Best position for a client experiencing a severe asthma attack:
- Supine
- High Fowler's
- Trendelenburg
- Side-lying
Explanation: Answer reason: This position maximizes lung expansion by decreasing abdominal pressure on the diaphragm and improving ventilation. It also helps optimize accessory muscle use and reduces work of breathing during acute bronchospasm. Supine and Trendelenburg worsen diaphragmatic excursion and can increase dyspnea, while side-lying is less effective for rapidly improving chest expansion in a severe attack. Category reason: This question tests an immediate nursing intervention (positioning) to support breathing during an acute respiratory compromise, which requires patient-care judgment rather than foundational biomedical recall.
A client who had a thyroidectomy complains of tingling in lips and fingertips. What is the likely cause?
- Hemorrhage
- Hypoxia
- Hypocalcaemia
- Hypertension
Explanation: Answer reason: Perioral and fingertip tingling after thyroidectomy is a classic early sign of acute low calcium due to inadvertent injury or removal of the parathyroid glands, leading to decreased PTH and neuromuscular irritability. Hypocalcemia can progress to tetany (e.g., Chvostek and Trousseau signs) and laryngospasm if untreated, making it a priority postoperative complication to recognize. Hemorrhage would more likely present with neck swelling, airway compromise, and hemodynamic changes; hypoxia with dyspnea/low SpO2; and hypertension is not a typical cause of these paresthesias in this context. Category reason: This question tests recognition of a common postoperative complication after thyroid surgery and its clinical manifestation, requiring nursing assessment and prompt identification of a system alteration rather than recalling isolated basic science facts.
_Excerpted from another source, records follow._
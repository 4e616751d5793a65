//! Payroll and trip record browsers.

use askama::Template;
use askama_web::WebTemplate;
use axum::{
    Extension,
    extract::{Query, State},
    response::IntoResponse,
};
use chrono::NaiveDate;
use serde::Deserialize;
use serde_with::{NoneAsEmptyString, serde_as};

use crate::api::dto::pagination::PaginationParams;
use crate::application::services::record_service::resolve_range;
use crate::domain::entities::{AccessToken, PaymentRecord, RecordFilter, TripRecord};
use crate::state::AppState;
use crate::web::error::WebError;
use crate::web::handlers::{format_amount, today};
use crate::web::pager::Pager;

/// Filters shared by both record browsers.
#[serde_as]
#[derive(Debug, Default, Deserialize)]
pub struct RecordQuery {
    #[serde_as(as = "NoneAsEmptyString")]
    #[serde(default)]
    pub page: Option<u32>,

    #[serde_as(as = "NoneAsEmptyString")]
    #[serde(default)]
    pub page_size: Option<u32>,

    #[serde_as(as = "NoneAsEmptyString")]
    #[serde(default)]
    pub from: Option<NaiveDate>,

    #[serde_as(as = "NoneAsEmptyString")]
    #[serde(default)]
    pub to: Option<NaiveDate>,

    #[serde_as(as = "NoneAsEmptyString")]
    #[serde(default)]
    pub driver_id: Option<i64>,
}

/// Filter values echoed back into the form and the pager links.
pub struct FilterValues {
    pub from: String,
    pub to: String,
    pub driver_id: String,
}

impl RecordQuery {
    fn to_filter(&self, default_page_size: u32) -> Result<RecordFilter, WebError> {
        let pagination = PaginationParams {
            page: self.page,
            page_size: self.page_size,
        };
        let range = resolve_range(self.from, self.to, today())?;
        Ok(RecordFilter::new(pagination.to_request(default_page_size))
            .with_driver(self.driver_id)
            .with_range(range))
    }

    /// Echoes the effective range, so a bare `from` shows its implied end.
    fn values(&self, filter: &RecordFilter) -> FilterValues {
        FilterValues {
            from: filter.range.map(|r| r.from.to_string()).unwrap_or_default(),
            to: filter.range.map(|r| r.to.to_string()).unwrap_or_default(),
            driver_id: self.driver_id.map(|id| id.to_string()).unwrap_or_default(),
        }
    }

    fn pager_params(&self, values: &FilterValues) -> Vec<(&'static str, String)> {
        let mut params = vec![
            ("from", values.from.clone()),
            ("to", values.to.clone()),
            ("driver_id", values.driver_id.clone()),
        ];
        if let Some(size) = self.page_size {
            params.push(("page_size", size.to_string()));
        }
        params
    }
}

pub struct PaymentRow {
    pub driver_id: i64,
    pub driver_name: String,
    pub period: String,
    pub gross: String,
    pub deductions: String,
    pub net: String,
}

impl From<&PaymentRecord> for PaymentRow {
    fn from(record: &PaymentRecord) -> Self {
        Self {
            driver_id: record.driver_id,
            driver_name: record.driver_name.clone(),
            period: format!("{} to {}", record.period_start, record.period_end),
            gross: format_amount(record.gross_amount, &record.currency),
            deductions: format_amount(record.deductions, &record.currency),
            net: format_amount(record.net_amount, &record.currency),
        }
    }
}

pub struct TripRow {
    pub driver_id: i64,
    pub driver_name: String,
    pub company: String,
    pub date: String,
    pub trips: u32,
    pub distance: String,
    pub revenue: String,
}

impl From<&TripRecord> for TripRow {
    fn from(record: &TripRecord) -> Self {
        Self {
            driver_id: record.driver_id,
            driver_name: record.driver_name.clone(),
            company: record
                .company_name
                .clone()
                .unwrap_or_else(|| "-".to_string()),
            date: record.trip_date.to_string(),
            trips: record.trips,
            distance: format!("{:.1} km", record.distance_km),
            revenue: format!("{:.2}", record.revenue),
        }
    }
}

#[derive(Template, WebTemplate)]
#[template(path = "records/payments.html")]
struct PaymentsTemplate {
    rows: Vec<PaymentRow>,
    pager: Pager,
    filter: FilterValues,
}

#[derive(Template, WebTemplate)]
#[template(path = "records/trips.html")]
struct TripsTemplate {
    rows: Vec<TripRow>,
    pager: Pager,
    filter: FilterValues,
}

/// Payroll rows.
///
/// # Endpoint
///
/// `GET /dashboard/records/payments?from=&to=&driver_id=&page=`
///
/// A `from` after `to` renders a `400` page.
pub async fn payments_handler(
    State(state): State<AppState>,
    Extension(token): Extension<AccessToken>,
    Query(query): Query<RecordQuery>,
) -> Result<impl IntoResponse, WebError> {
    let filter = query.to_filter(state.settings.default_page_size)?;
    let values = query.values(&filter);
    let page = state.record_service.payments(&token, filter).await?;

    Ok(PaymentsTemplate {
        rows: page.items.iter().map(PaymentRow::from).collect(),
        pager: Pager::new(&page, "/dashboard/records/payments", &query.pager_params(&values)),
        filter: values,
    })
}

/// Trip rows.
///
/// # Endpoint
///
/// `GET /dashboard/records/trips?from=&to=&driver_id=&page=`
pub async fn trips_handler(
    State(state): State<AppState>,
    Extension(token): Extension<AccessToken>,
    Query(query): Query<RecordQuery>,
) -> Result<impl IntoResponse, WebError> {
    let filter = query.to_filter(state.settings.default_page_size)?;
    let values = query.values(&filter);
    let page = state.record_service.trips(&token, filter).await?;

    Ok(TripsTemplate {
        rows: page.items.iter().map(TripRow::from).collect(),
        pager: Pager::new(&page, "/dashboard/records/trips", &query.pager_params(&values)),
        filter: values,
    })
}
A nurse is caring for a client with Raynaud's disease. Which instruction is appropriate?
- “Avoid wearing gloves during cold weather.”
- “Soak hands in cold water to relieve pain.”
- “Smoking can make symptoms worse.”
- “Keep your hands in a dependent position.”
Explanation: Answer reason: Nicotine causes peripheral vasoconstriction, which can trigger or intensify the episodic digital ischemia seen in Raynaud’s. Education focuses on avoiding vasoconstrictive triggers (cold exposure, stress, stimulants) and promoting measures that keep extremities warm. The other choices worsen vasospasm or reduce perfusion (no gloves in cold, cold water exposure, and dependent positioning). Category reason: This item tests patient teaching to prevent symptom exacerbations in a vascular disorder, requiring nursing judgment about safe self-care measures and trigger avoidance.